Ken Burns’ documentaries for PBS are probably one of television’s finest institutions. Well detailed, impeccably edited and containing outstanding voice acting, these are easily some of the best nonfiction programs in television history. However, every once in a while there is a misstep on Burns’ part, and many complain that his works are too long and repetitive. With The Dust Bowl, I for once find myself in the latter camp. Trying to take on a subject that is just ill suited for his style, this is Ken Burns’ worst effort to date.
The Dust Bowl follows one of the worst environmental disasters in American history and the culture it (as well as the Great Depression) caused. The documentary miniseries takes a look at its subject through journals, pictures and (in a rarity for a Ken Burns documentary) firsthand account interviews. The documentary miniseries is directed by Ken Burns and written by frequent collaborator Dayton Duncan.
Burns and Duncan are able to bring in a vast variety of material into this topic. They bring in the usual photographs and journal readings, but they are also able to include firsthand account interviews (many of which are either extremely insightful or really gives you a humanistic picture to put over one of the darkest times in our countries history) and videos (which end up giving a bit of fresh air to Burns’ style, which normally never includes videos). Despite this the documentary miniseries ends up failing. It turns out that the Dust Bowl is just a subject that is ill-suited to the Ken Burns style. While Burns is more interested in the what’s and how’s, a normal viewer is probably more interested in the why surrounding the Dust Bowl. The program does try to answer the why but only in the context of the present day thinking at the time of the Dust Bowl, which was not enough to satisfy this viewer. This results in very repetitive accounts of peoples’ experiences during the Dust Bowl instead of an informative look into the actual Dust Bowl.

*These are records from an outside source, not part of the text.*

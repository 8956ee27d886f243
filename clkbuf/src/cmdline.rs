//! Command-line argument parsing for `clkbuf`.
//!
//! Mirrors `cider`'s `argh`-based `Opts` (see `cider/src/main.rs`): a flat
//! struct of switches/options plus a positional input file, with the
//! compound `-buf`/`-inpad` arguments parsed through a small `FromStr`
//! helper rather than argh's generic subcommand machinery, since there is
//! only ever the one verb here and no host framework to dispatch many named
//! passes by name.
use argh::FromArgs;
use clkbuf_ir::Id;
use clkbuf_opt::config::{PassConfig, TwoPortCell};
use clkbuf_utils::OutputFile;
use std::path::PathBuf;
use std::str::FromStr;

/// A `<celltype>:<out-port>:<in-port>` triple, the compound value `-buf` and
/// `-inpad` take. argh parses one value per option, so the cell type and
/// its two port names are joined into a single colon-delimited token rather
/// than spread across separate arguments.
#[derive(Clone, Copy, Debug)]
pub struct TwoPortArg(pub TwoPortCell);

impl FromStr for TwoPortArg {
    type Err = String;

    fn from_str(s: &str) -> Result<Self, Self::Err> {
        let mut parts = s.split(':');
        let (Some(cell_type), Some(out_port), Some(in_port), None) =
            (parts.next(), parts.next(), parts.next(), parts.next())
        else {
            return Err(format!(
                "expected `<celltype>:<out-port>:<in-port>`, got `{s}`"
            ));
        };
        Ok(TwoPortArg(TwoPortCell::new(cell_type, out_port, in_port)))
    }
}

#[derive(FromArgs)]
#[argh(help_triggers("-h", "--help"))]
/// Insert clock-buffer (and optional input-pad) cells between clock
/// drivers and clock-sink pins across a hierarchical netlist.
pub struct Opts {
    /// input netlist, JSON-encoded (see `clkbuf_ir::netlist_io`); reads
    /// stdin when omitted
    #[argh(positional)]
    pub file: Option<PathBuf>,

    /// path to a technology-library netlist (JSON, blackbox modules only)
    /// whose modules are merged in before the pass runs, for declaring
    /// `clkbuf_sink`/`clkbuf_driver`/`clkbuf_inv` on cell-types the input
    /// netlist only instantiates rather than defines
    #[argh(option, short = 'l', long = "lib")]
    pub lib_path: Option<PathBuf>,

    /// output file, default is stdout
    #[argh(option, short = 'o', long = "output", default = "OutputFile::Stdout")]
    pub output: OutputFile,

    /// log level passed to `env_logger` (error, warn, info, debug, trace);
    /// default `warn`
    #[argh(option, long = "log-level", default = "String::from(\"warn\")")]
    pub log_level: String,

    /// configure the clock-buffer cell: `<celltype>:<out-port>:<in-port>`,
    /// where the out port drives the sinks and the in port consumes the
    /// original driver
    #[argh(option, long = "buf")]
    pub buf: Option<TwoPortArg>,

    /// configure the optional top-level input-pad cell, same shape as `-buf`
    #[argh(option, long = "inpad")]
    pub inpad: Option<TwoPortArg>,

    /// restrict candidate wires to this name; may be given more than once.
    /// When omitted, every non-`clkbuf_inhibit` wire is a candidate
    #[argh(option, long = "select")]
    pub select: Vec<String>,

    /// silence warnings (structural diagnostics are still counted, just not
    /// logged)
    #[argh(switch, short = 'q', long = "quiet")]
    pub quiet: bool,
}

impl Opts {
    /// Build the pass configuration this invocation describes.
    pub fn pass_config(&self) -> PassConfig {
        PassConfig {
            buf: self.buf.map(|a| a.0),
            inpad: self.inpad.map(|a| a.0),
            selection: if self.select.is_empty() {
                None
            } else {
                Some(self.select.iter().map(Id::new).collect())
            },
        }
    }
}
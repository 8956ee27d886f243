//! The clock-buffer insertion pass.
//!
//! Mirrors the shape of a `calyx-opt` `Visitor` implementation (collect
//! analyses, walk in dependency order, rewrite in place) without the trait
//! machinery of `calyx_opt::traversal`, since there is exactly one pass here
//! and no host framework to register it with.
use crate::analysis::{build_from_blackboxes, post_order, Canon, Catalogue};
use crate::config::{CellTypeConfig, PassConfig};
use clkbuf_ir::{Attribute, Bit, Connect, Design, Id, Module, SigSpec, Wire};
use clkbuf_ir::Builder;
use clkbuf_utils::{ClkbufResult, Error};
use std::collections::{HashMap, HashSet, VecDeque};

/// Summary returned once every selected module has been processed.
#[derive(Debug, Default)]
pub struct PassSummary {
    pub modules_processed: usize,
    pub generated_clocks: usize,
}

/// Run the pass over every regular module of `design`, leaves first.
pub fn run(
    design: &mut Design,
    config: &PassConfig,
    cell_types: &CellTypeConfig,
) -> ClkbufResult<PassSummary> {
    if config.buf.is_none() && config.inpad.is_none() {
        return Err(Error::configuration(
            "neither a buffer cell-type (`-buf`) nor an input-pad cell-type (`-inpad`) was configured",
        ));
    }

    let mut catalogue = build_from_blackboxes(design.modules.iter());

    // The input-pad cell itself may already emit a buffered clock (its
    // output port carries `clkbuf_driver` in the catalogue); when it does, a
    // separate buffer cell must not be stacked on top of it.
    let buffer_inputs = match config.inpad {
        Some(pad) => !catalogue.driver_port_any_bit(pad.cell_type, pad.out_port),
        None => true,
    };

    let order = post_order(design);
    log::debug!("clkbuf hierarchy order: {order:?}");

    let mut summary = PassSummary::default();
    for module_name in order {
        let generated = process_module(
            design,
            module_name,
            &mut catalogue,
            config,
            cell_types,
            buffer_inputs,
        )?;
        summary.generated_clocks += generated;
        summary.modules_processed += 1;
    }
    Ok(summary)
}

#[allow(clippy::too_many_arguments)]
fn process_module(
    design: &mut Design,
    module_name: Id,
    catalogue: &mut Catalogue,
    config: &PassConfig,
    cell_types: &CellTypeConfig,
    buffer_inputs: bool,
) -> ClkbufResult<usize> {
    let mut module = design.modules.remove(module_name).ok_or_else(|| {
        Error::malformed_structure(format!(
            "module `{module_name}` disappeared between ordering and processing"
        ))
    })?;

    let is_top = module.is_top;
    let canon = Canon::build(&module);
    let mut classified = classify(&module, design, catalogue, &canon, cell_types);

    let (out_to_in, in_to_out) = build_inverter_edges(&module, catalogue, &canon);
    propagate_inverters(&mut classified, &out_to_in, &in_to_out);

    let insertion = insert_buffers(
        &mut module,
        is_top,
        &canon,
        &classified,
        config,
        cell_types,
        catalogue,
        buffer_inputs,
    );
    promote_ports(&module, &canon, &insertion.buffered_bits, catalogue);
    reroute_drivers(&mut module, design, &canon, &insertion.buffered_bits);
    swap_port_names(&mut module, &insertion.input_queue);
    reconnect_combinational(&mut module, design, &classified, &insertion.input_queue, config);

    design.modules.add(module);
    Ok(insertion.generated_clocks)
}

fn port_direction(design: &Design, cell_type: Id, port: Id) -> (bool, bool) {
    match design.find(cell_type).and_then(|m| m.wires.find(port)) {
        Some(w) => (w.is_input, w.is_output),
        None => (false, false),
    }
}

/// Per-module classifier state. `driven_wire_bits` and `i_buf_out`
/// intentionally hold *non-canonical* bits: see the note on
/// `driven_wire_bits` in the design ledger for why this repository keeps
/// that literal reading rather than canonicalising it.
pub struct Classified {
    pub sink_wire_bits: HashSet<Bit>,
    pub buf_wire_bits: HashSet<Bit>,
    pub driven_wire_bits: HashSet<Bit>,
    pub cells_with_sink_ports: HashSet<Id>,
    pub i_buf_out: HashSet<Bit>,
    pub generated_clk_bits: HashSet<Bit>,
}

Another disappointment in this program is the shallow roster of voice actors. Peter Coyote returns as the narrator, which is great because the collaboration between Burns and Coyote is now just as important as Burns’ iconic visual style. Other than Coyote though there is only Patricia Clarkson in terms of recognizable names. Not to beat on Clarkson (who does solid voice work), but it is a shame Burns wasn’t able to get his usual roster of A-listers (like Tom Hanks).
The Dust Bowl will definitely end up as one of Ken Burns’ least memorable efforts.